Il se trouve que cette lecture ne m’a rien appris sur le christianisme, car j’ai été un lecteur assez attentif de la Bible, et plus précisément du Nouveau Testament qui tourne essentiellement autour de Jésus puis de ses disciples. Il se trouve aussi que les textes de cette publication, qui n’ont pas dû avoir un auteur unique, ne sont pas signés, à l’exception des quatre préambules de chacune des grandes divisions. Pour celles du christianisme, c’est Catherine Salles qui signe, elle est docteur d’État, agrégée de lettres classique.
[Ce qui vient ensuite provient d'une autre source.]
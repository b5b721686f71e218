//! # Dashboard Lifecycle
//!
//! Wires the aggregator, telemetry source, render loop and optional recorder
//! together and sequences their startup and shutdown.
//!
//! Startup: aggregator → snapshot sink → source connect → render loop →
//! recorder. Shutdown: render loop → recorder → source disconnect. Shutdown
//! runs once; later calls return immediately.

use std::future::Future;
use std::sync::Arc;
use std::time::Duration;

use tokio::sync::watch;
use tokio::task::JoinHandle;
use tracing::{debug, info, warn};

use crate::config::Config;
use crate::display::{RenderLoop, Surface};
use crate::error::{DashboardError, Result};
use crate::source::TelemetrySource;
use crate::telemetry::recorder::{spawn_recorder, SnapshotRecorder};
use crate::telemetry::{SnapshotSink, TelemetryAggregator};

struct RecorderTask {
    stop: watch::Sender<bool>,
    handle: JoinHandle<()>,
}

/// Owns every long-lived component of a dashboard session
pub struct Dashboard<T: TelemetrySource + 'static, S: Surface> {
    config: Config,
    aggregator: Arc<TelemetryAggregator>,
    sink: SnapshotSink,
    /// Taken while a blocking connect or disconnect runs
    source: Option<T>,
    render: RenderLoop<S>,
    recorder: Option<RecorderTask>,
    source_connected: bool,
    shut_down: bool,
}

impl<T: TelemetrySource + 'static, S: Surface> Dashboard<T, S> {
    /// Build the aggregator and hook its publish callback to the render loop
    /// before anything can emit.
    pub fn new(config: Config, source: T, surface: S) -> Self {
        let aggregator = Arc::new(TelemetryAggregator::new());
        let (sink, snapshots) = SnapshotSink::channel();
        aggregator.subscribe(sink.observer());
        let render = RenderLoop::new(surface, snapshots, &config.display);

        Self {
            config,
            aggregator,
            sink,
            source: Some(source),
            render,
            recorder: None,
            source_connected: false,
            shut_down: false,
        }
    }

    pub fn aggregator(&self) -> Arc<TelemetryAggregator> {
        Arc::clone(&self.aggregator)
    }

    /// Connect the source, then start rendering.
    ///
    /// # Errors
    ///
    /// - Connection failures are returned as-is and nothing is rendered.
    /// - A surface init failure disconnects the source before returning.
    pub async fn start(&mut self, address: &str) -> Result<()> {
        if self.shut_down {
            return Err(DashboardError::Render("dashboard already shut down".to_string()));
        }

        let aggregator = self.aggregator();
        let target = address.to_string();
        self.with_source(move |source| source.connect(&target, aggregator))
            .await??;
        self.source_connected = true;

        if let Err(e) = self.render.start() {
            warn!("Render loop failed to start: {}", e);
            self.disconnect_source().await;
            return Err(e);
        }

        if self.config.recording.enabled {
            self.start_recorder();
        }

        info!("Dashboard running");
        Ok(())
    }

    /// Run until `shutdown` resolves or the operator quits, then shut down.
    pub async fn run_until<F>(&mut self, shutdown: F) -> Result<()>
    where
        F: Future<Output = ()>,
    {
        let quit = self.render.quit_requested();
        tokio::select! {
            _ = shutdown => info!("Shutdown signal received"),
            _ = quit => info!("Quit requested"),
        }
        self.shutdown().await
    }

    /// Stop rendering, stop recording, then disconnect the source.
    pub async fn shutdown(&mut self) -> Result<()> {
        if self.shut_down {
            debug!("Shutdown already done");
            return Ok(());
        }
        self.shut_down = true;
        info!("Shutting down...");

        let rendered = self.render.stop().await;

        if let Some(recorder) = self.recorder.take() {
            recorder.stop.send_replace(true);
            if let Err(e) = recorder.handle.await {
                warn!("Recorder task failed: {}", e);
            }
        }

        self.disconnect_source().await;

        info!("Shutdown complete");
        rendered
    }

    fn start_recorder(&mut self) {
        let settings = &self.config.recording;
        match SnapshotRecorder::new(settings) {
            Ok(recorder) => {
                let (stop, stop_rx) = watch::channel(false);
                let handle = spawn_recorder(
                    recorder,
                    self.sink.receiver(),
                    Duration::from_millis(settings.interval_ms),
                    stop_rx,
                );
                self.recorder = Some(RecorderTask { stop, handle });
            }
            // Recording is optional; the dashboard keeps running without it
            Err(e) => warn!("Snapshot recording disabled: {}", e),
        }
    }

    async fn disconnect_source(&mut self) {
        if !self.source_connected {
            return;
        }
        self.source_connected = false;
        if let Err(e) = self.with_source(|source| source.disconnect()).await {
            warn!("Failed to disconnect telemetry source: {}", e);
        }
    }

    /// Run a blocking source operation off the async worker threads
    async fn with_source<R, F>(&mut self, op: F) -> Result<R>
    where
        F: FnOnce(&mut T) -> R + Send + 'static,
        R: Send + 'static,
    {
        let mut source = self
            .source
            .take()
            .ok_or_else(|| DashboardError::Connection("telemetry source unavailable".to_string()))?;

        let (source, out) = tokio::task::spawn_blocking(move || {
            let out = op(&mut source);
            (source, out)
        })
        .await
        .map_err(|e| DashboardError::Connection(format!("telemetry source task failed: {}", e)))?;

        self.source = Some(source);
        Ok(out)
    }
}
On regrette qu’elle ne soit pas aussi un peu mathématicienne, cela lui aurait évité une grosse bêtise relevée à la page 12, qui traite de la date de naissance de Jésus.
On y lit en effet que c’est le moine Denys le Petit qui, au sixième siècle, a fixé la date de cette naissance, quoique en se trompant de plusieurs années, puisqu’il est exclu que Jésus, né sous le règne d’Hérode le Grand, ait pu naître en l’an I, sachant qu’Hérode est mort quatre ans avant cette date fixée arbitrairement ! Hélas, l’auteur de l’article croit malin d’ajouter : « Denys le Petit a commis l’erreur de ne pas situer une année 0 entre -1 et 1 ». Énorme bévue, en effet, mais pas de Denys le Petit !
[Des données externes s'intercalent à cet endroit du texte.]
//! # Telemetry Snapshot
//!
//! A complete, self-consistent copy of every known telemetry field at one
//! instant. Snapshots are plain values: the aggregator hands out clones and
//! never a reference to its own instance.

use serde::Serialize;

/// Flight mode name shown before the first mode update
pub const UNKNOWN_FLIGHT_MODE: &str = "Unknown";

/// The six field groups. Fields within one group are always written together.
#[derive(Debug, Clone, Copy, PartialEq, Eq, Hash)]
pub enum FieldGroup {
    Position,
    Attitude,
    Velocity,
    Power,
    SatFix,
    ModeArm,
}

impl FieldGroup {
    /// All groups, in display order
    pub const ALL: [FieldGroup; 6] = [
        FieldGroup::Position,
        FieldGroup::Attitude,
        FieldGroup::Velocity,
        FieldGroup::Power,
        FieldGroup::SatFix,
        FieldGroup::ModeArm,
    ];
}

/// Latest known vehicle state.
///
/// # Examples
///
/// ```
/// use drone_dashboard::telemetry::TelemetrySnapshot;
///
/// let snapshot = TelemetrySnapshot::default();
/// assert_eq!(snapshot.flight_mode, "Unknown");
/// assert!(!snapshot.connected);
/// assert_eq!(snapshot.timestamp_ms, 0);
/// ```
#[derive(Debug, Clone, PartialEq, Serialize)]
pub struct TelemetrySnapshot {
    // Position
    /// Latitude in degrees
    pub latitude: f64,
    /// Longitude in degrees
    pub longitude: f64,
    /// Altitude above mean sea level in meters
    pub altitude_msl: f32,
    /// Altitude relative to home in meters
    pub altitude_rel: f32,

    // Attitude (degrees)
    pub roll: f32,
    pub pitch: f32,
    pub yaw: f32,

    // Velocity, NED frame (m/s)
    pub velocity_north: f32,
    pub velocity_east: f32,
    pub velocity_down: f32,

    // Power
    /// Battery voltage in volts
    pub battery_voltage: f32,
    /// Battery current in amps
    pub battery_current: f32,
    /// Remaining charge, 0-100 percent
    pub battery_remaining: f32,

    // Satellite fix
    pub gps_satellites: u32,
    /// GPS fix type code (0 = no GPS, 1 = no fix, 2 = 2D, 3 = 3D, ...)
    pub gps_fix_type: i32,

    // Flight mode
    pub flight_mode: String,
    pub armed: bool,

    // Meta
    pub connected: bool,
    /// Wall-clock time of the last applied update, milliseconds since epoch
    pub timestamp_ms: u64,
    /// Number of mutations applied before this snapshot was taken
    pub sequence: u64,
}

impl Default for TelemetrySnapshot {
    fn default() -> Self {
        Self {
            latitude: 0.0,
            longitude: 0.0,
            altitude_msl: 0.0,
            altitude_rel: 0.0,
            roll: 0.0,
            pitch: 0.0,
            yaw: 0.0,
            velocity_north: 0.0,
            velocity_east: 0.0,
            velocity_down: 0.0,
            battery_voltage: 0.0,
            battery_current: 0.0,
            battery_remaining: 0.0,
            gps_satellites: 0,
            gps_fix_type: 0,
            flight_mode: UNKNOWN_FLIGHT_MODE.to_string(),
            armed: false,
            connected: false,
            timestamp_ms: 0,
            sequence: 0,
        }
    }
}

impl TelemetrySnapshot {
    /// True if `self` was published after `other`
    pub fn is_newer_than(&self, other: &TelemetrySnapshot) -> bool {
        self.sequence > other.sequence
    }
}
Aucun calendrier n’a jamais comporté d’année 0, et pour deux raisons.
Historique d’abord : le chiffre zéro et le nombre qu’il désigne (lequel n’est jamais que l’expression d’une absence d’éléments dans un ensemble) n’étaient pas inventés à l’époque qui nous occupe. Et, en tout cas, n’étaient pas connus en Europe. Le chiffre zéro est l’œuvre des Indiens, à une époque indéterminée mais qui ne saurait être antérieure au cinquième siècle, et n’a été introduit en Europe qu’en... 1198, par Leonardo Fibonacci, depuis Bougie, en Algérie, où il vivait, puisque les Arabes y avaient apporté cette invention avec leurs esclaves indiens. Encore faut-il tenir compte du fait que cette introduction des chiffres arabes a été mal accueillie en Italie, et qu’ils ont même été interdits un temps, parce qu’ils apportaient de la confusion (sic ! C'est tellement facile de faire une division avec des chiffres romains, essayez !). Par conséquent, Denys le Petit, qui vivait six siècles avant, ne pouvait concevoir une « année zéro ».
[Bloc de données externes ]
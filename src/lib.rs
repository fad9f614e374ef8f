//! Subnet partition completion.
//!
//! Takes a sparse set of IPv4 CIDR blocks and adds the missing sibling blocks
//! so every level of subdivision touched by an input block is fully covered.
//! Also provides divide/join of partition elements, a containment tree and a
//! common ancestor for display.
//!
//! ```
//! use subnet_partition::{complete_records, models::SubnetRecord};
//!
//! let records = vec![SubnetRecord::new("192.168.0.0/17")];
//! let completed = complete_records(&records).unwrap();
//! let cidrs: Vec<String> = completed.iter().map(|s| s.cidr.to_string()).collect();
//! assert_eq!(cidrs, vec!["192.168.0.0/17", "192.168.128.0/17"]);
//! ```

pub mod config;
pub mod error;
pub mod input;
pub mod logging;
pub mod models;
pub mod output;
pub mod processing;

pub use error::{Result, SubnetError};

use models::{AddressBlock, Subnet, SubnetRecord};

/// Validate a batch of records, failing on the first bad CIDR.
pub fn build_subnets(records: &[SubnetRecord]) -> Result<Vec<Subnet>> {
    records
        .iter()
        .map(|r| {
            Subnet::from_record(r).map_err(|e| {
                log::warn!("Rejecting batch, bad record {:?}: {}", r.cidr, e);
                e
            })
        })
        .collect()
}

/// Validate a batch of records, dropping the bad ones.
pub fn build_subnets_lenient(records: &[SubnetRecord]) -> Vec<Subnet> {
    records
        .iter()
        .filter_map(|r| match Subnet::from_record(r) {
            Ok(s) => Some(s),
            Err(e) => {
                log::warn!("Skipping record {:?}: {}", r.cidr, e);
                None
            }
        })
        .collect()
}

/// Validate, check the partition invariant and complete a batch of records.
pub fn complete_records(records: &[SubnetRecord]) -> Result<Vec<Subnet>> {
    let subnets = build_subnets(records)?;
    complete_subnets(subnets)
}

/// Check the partition invariant, complete, and refresh the joinable flags.
///
/// Fails with [`SubnetError::DuplicateCidr`] when a CIDR is listed twice.
pub fn complete_subnets(subnets: Vec<Subnet>) -> Result<Vec<Subnet>> {
    processing::check_partition(&subnets)?;
    let mut completed = processing::complete_partition(&subnets);
    processing::mark_joinable(&mut completed);
    Ok(completed)
}

/// Default display root: the common ancestor of all subnets.
pub fn display_root(subnets: &[Subnet]) -> Result<AddressBlock> {
    let blocks: Vec<AddressBlock> = subnets.iter().map(|s| s.cidr).collect();
    processing::common_ancestor(&blocks)
}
L’autre raison est de nature logique. Lorsqu’on utilise le zéro, par exemple sur une graduation, il ne peut désigner qu’un point sans dimension, servant d’origine (ou de point de départ, si l’on veut). Dans le domaine du temps, le fameux instant zéro n’a pas de durée non plus, c’est le moment infiniment court où quelque chose commence, et qui est dépassé à peine atteint. En aucun cas, le zéro ne peut désigner un intervalle qui possèderait une dimension (longueur ou durée). Ainsi, une « année zéro » est une absurdité logique.
En fait, quand nous parlons de l’an 2009, ce que nous voulons désigner, ce n’est pas une mesure ni une quantité, nous désignons un RANG : la 2009e année. Or le zéro, en aucun cas, n’est un rang ! On peut être troisième, deuxième, premier, mais jamais « zéroième », cela n’a aucun sens (comment être placé avant le premier ?).
Pour en revenir à la naissance d’un individu, il est dans sa première année depuis son jour de naissance et jusqu’à son 365e ou 366e jour, il n’est jamais dans sa « zéroième » année. Et Jésus n’échappe pas aux mathématiques.